Collected data entries:
··········
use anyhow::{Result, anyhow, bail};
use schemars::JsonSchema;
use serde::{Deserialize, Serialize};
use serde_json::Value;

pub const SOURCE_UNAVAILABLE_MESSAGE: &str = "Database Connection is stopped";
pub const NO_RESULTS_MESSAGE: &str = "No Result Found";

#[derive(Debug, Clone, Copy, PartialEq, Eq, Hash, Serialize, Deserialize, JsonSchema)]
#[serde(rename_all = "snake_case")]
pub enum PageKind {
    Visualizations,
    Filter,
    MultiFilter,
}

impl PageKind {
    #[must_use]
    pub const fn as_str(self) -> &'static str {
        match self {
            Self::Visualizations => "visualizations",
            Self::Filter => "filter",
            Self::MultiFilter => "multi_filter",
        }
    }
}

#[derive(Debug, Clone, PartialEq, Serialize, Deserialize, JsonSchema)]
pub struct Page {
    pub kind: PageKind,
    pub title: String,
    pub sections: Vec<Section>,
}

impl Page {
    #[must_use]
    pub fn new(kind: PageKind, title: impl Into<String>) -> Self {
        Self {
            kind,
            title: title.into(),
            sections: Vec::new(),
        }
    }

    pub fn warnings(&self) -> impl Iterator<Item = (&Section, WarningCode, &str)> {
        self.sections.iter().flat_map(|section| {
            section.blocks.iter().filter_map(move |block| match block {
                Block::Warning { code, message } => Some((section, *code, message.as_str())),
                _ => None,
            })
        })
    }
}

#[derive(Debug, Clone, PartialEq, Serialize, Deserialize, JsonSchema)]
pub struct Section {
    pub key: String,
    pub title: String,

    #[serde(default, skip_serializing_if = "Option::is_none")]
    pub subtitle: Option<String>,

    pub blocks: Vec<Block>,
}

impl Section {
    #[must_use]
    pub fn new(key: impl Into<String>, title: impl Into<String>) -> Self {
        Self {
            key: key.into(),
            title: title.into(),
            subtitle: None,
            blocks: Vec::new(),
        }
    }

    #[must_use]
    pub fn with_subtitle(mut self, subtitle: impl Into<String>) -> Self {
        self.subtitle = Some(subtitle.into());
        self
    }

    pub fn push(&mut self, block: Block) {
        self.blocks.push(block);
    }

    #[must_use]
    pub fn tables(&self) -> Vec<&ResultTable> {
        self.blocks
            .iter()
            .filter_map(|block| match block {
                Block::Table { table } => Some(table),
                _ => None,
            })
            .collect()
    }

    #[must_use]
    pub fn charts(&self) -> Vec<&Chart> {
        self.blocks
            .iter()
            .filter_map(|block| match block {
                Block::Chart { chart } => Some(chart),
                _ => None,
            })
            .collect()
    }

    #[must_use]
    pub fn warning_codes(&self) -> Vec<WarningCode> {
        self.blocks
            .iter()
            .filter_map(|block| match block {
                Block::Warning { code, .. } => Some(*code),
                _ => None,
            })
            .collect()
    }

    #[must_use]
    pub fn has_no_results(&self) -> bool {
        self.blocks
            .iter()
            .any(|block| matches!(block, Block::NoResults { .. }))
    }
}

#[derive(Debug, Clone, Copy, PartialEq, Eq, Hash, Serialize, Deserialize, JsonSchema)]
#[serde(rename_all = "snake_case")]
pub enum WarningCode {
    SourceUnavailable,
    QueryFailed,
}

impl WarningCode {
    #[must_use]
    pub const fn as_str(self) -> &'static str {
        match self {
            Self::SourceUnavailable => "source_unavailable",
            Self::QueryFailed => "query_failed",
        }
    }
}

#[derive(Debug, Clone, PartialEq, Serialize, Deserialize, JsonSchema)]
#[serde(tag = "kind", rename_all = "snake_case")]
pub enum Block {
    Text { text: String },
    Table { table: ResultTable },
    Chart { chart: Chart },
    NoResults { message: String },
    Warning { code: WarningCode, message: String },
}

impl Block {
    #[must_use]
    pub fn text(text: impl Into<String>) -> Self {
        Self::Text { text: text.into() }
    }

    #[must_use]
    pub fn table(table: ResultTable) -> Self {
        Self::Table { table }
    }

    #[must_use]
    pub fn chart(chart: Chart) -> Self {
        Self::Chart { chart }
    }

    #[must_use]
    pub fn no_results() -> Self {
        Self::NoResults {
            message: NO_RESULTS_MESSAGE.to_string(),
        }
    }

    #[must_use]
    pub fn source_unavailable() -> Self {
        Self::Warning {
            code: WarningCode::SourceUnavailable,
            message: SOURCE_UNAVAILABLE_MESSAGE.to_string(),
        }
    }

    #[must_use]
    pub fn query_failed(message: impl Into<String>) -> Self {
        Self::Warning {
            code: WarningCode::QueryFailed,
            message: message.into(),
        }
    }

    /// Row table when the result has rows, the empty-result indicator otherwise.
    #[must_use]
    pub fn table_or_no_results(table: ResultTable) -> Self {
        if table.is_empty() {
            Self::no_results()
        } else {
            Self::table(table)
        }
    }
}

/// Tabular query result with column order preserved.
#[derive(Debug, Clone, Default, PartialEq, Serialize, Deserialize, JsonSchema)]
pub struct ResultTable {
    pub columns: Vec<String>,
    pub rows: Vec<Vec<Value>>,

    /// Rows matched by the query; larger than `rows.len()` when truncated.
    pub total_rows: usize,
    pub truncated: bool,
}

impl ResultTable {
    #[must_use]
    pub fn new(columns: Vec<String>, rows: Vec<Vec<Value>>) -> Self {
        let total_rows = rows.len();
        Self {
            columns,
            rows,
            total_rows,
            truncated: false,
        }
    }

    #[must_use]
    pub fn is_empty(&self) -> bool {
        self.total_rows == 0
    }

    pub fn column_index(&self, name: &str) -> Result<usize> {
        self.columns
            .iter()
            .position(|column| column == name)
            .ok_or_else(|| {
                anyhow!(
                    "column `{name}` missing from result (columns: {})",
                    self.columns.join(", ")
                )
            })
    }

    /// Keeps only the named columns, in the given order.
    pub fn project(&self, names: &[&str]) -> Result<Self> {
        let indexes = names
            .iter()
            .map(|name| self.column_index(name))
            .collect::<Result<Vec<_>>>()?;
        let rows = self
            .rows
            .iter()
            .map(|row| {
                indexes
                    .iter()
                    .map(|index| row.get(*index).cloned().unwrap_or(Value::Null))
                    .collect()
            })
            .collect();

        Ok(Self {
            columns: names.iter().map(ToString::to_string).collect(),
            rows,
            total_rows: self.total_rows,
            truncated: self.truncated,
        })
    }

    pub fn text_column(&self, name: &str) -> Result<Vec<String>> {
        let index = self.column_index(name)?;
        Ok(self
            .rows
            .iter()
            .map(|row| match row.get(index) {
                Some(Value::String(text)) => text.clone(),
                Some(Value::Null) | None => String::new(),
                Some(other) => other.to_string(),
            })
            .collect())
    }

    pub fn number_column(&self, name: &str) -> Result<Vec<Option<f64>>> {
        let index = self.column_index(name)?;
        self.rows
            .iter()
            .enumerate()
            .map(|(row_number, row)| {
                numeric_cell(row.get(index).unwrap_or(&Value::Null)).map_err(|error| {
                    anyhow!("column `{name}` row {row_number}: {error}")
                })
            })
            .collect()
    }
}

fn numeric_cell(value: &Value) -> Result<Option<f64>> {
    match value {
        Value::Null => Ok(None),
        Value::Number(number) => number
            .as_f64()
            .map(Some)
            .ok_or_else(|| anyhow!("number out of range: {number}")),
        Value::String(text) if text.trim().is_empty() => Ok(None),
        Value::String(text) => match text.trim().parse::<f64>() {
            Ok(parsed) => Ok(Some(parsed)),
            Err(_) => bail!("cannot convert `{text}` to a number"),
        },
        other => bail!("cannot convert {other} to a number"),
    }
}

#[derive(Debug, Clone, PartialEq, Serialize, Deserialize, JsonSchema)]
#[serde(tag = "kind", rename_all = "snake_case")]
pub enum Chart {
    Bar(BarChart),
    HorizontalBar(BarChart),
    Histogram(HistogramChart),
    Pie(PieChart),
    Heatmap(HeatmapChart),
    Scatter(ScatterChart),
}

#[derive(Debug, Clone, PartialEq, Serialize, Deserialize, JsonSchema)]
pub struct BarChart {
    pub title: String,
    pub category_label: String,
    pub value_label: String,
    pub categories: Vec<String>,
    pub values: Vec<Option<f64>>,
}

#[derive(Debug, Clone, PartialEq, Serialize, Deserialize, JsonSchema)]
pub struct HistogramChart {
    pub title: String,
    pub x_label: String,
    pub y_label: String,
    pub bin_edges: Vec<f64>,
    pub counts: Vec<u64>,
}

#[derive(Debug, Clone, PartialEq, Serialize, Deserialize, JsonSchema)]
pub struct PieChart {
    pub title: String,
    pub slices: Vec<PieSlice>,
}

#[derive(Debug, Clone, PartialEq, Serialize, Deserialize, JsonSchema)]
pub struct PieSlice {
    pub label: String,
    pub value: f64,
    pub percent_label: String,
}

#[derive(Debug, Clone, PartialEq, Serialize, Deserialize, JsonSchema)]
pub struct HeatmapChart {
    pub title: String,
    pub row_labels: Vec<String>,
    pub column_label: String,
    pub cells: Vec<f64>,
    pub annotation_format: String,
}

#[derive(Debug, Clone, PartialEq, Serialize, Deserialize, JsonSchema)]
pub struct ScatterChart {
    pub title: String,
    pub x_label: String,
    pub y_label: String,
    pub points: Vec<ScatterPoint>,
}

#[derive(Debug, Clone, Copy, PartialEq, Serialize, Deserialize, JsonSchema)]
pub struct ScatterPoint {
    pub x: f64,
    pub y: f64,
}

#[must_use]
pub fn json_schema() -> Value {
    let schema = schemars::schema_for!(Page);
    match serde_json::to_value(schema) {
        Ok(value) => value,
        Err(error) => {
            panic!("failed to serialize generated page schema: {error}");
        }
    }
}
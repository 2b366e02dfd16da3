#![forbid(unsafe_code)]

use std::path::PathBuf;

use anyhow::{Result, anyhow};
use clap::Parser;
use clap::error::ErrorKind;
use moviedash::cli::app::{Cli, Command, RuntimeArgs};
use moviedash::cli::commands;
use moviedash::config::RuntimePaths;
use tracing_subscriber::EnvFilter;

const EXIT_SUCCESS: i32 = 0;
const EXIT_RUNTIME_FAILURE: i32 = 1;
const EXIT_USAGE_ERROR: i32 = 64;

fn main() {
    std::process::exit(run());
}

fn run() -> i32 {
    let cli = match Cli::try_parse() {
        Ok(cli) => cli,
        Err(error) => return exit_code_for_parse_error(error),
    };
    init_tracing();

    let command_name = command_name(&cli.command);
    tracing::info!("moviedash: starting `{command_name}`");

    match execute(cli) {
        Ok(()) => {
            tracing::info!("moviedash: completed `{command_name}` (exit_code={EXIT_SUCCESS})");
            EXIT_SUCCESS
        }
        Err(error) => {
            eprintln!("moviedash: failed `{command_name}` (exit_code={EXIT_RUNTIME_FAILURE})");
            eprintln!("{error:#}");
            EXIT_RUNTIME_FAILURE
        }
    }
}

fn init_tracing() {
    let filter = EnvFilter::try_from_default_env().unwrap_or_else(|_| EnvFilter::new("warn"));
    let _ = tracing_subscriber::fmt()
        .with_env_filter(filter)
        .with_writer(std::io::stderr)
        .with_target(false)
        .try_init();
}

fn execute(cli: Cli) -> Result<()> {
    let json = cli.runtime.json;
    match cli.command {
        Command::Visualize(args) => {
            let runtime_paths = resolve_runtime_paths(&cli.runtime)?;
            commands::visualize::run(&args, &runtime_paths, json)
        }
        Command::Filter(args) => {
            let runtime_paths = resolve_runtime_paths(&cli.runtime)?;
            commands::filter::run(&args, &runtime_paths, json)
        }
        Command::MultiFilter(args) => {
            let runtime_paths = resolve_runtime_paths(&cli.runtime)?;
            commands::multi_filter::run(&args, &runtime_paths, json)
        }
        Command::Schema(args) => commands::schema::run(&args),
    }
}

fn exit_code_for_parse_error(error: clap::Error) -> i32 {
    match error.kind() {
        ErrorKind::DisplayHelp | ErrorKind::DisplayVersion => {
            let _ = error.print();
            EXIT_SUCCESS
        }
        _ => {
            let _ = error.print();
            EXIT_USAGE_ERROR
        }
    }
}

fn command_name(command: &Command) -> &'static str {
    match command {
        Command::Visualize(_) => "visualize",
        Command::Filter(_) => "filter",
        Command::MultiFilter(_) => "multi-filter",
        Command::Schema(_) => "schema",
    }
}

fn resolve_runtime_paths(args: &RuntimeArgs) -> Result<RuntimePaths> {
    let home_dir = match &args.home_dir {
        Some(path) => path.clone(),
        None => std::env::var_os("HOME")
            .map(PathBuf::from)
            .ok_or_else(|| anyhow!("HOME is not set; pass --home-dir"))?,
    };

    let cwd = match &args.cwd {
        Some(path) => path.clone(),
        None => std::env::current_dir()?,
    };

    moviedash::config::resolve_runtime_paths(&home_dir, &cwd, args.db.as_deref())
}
··········
_What the exercise asks_
Write out each line above containing "EnvFilter".

_Expected answer_
use tracing_subscriber::EnvFilter;
    let filter = EnvFilter::try_from_default_env().unwrap_or_else(|_| EnvFilter::new("warn"));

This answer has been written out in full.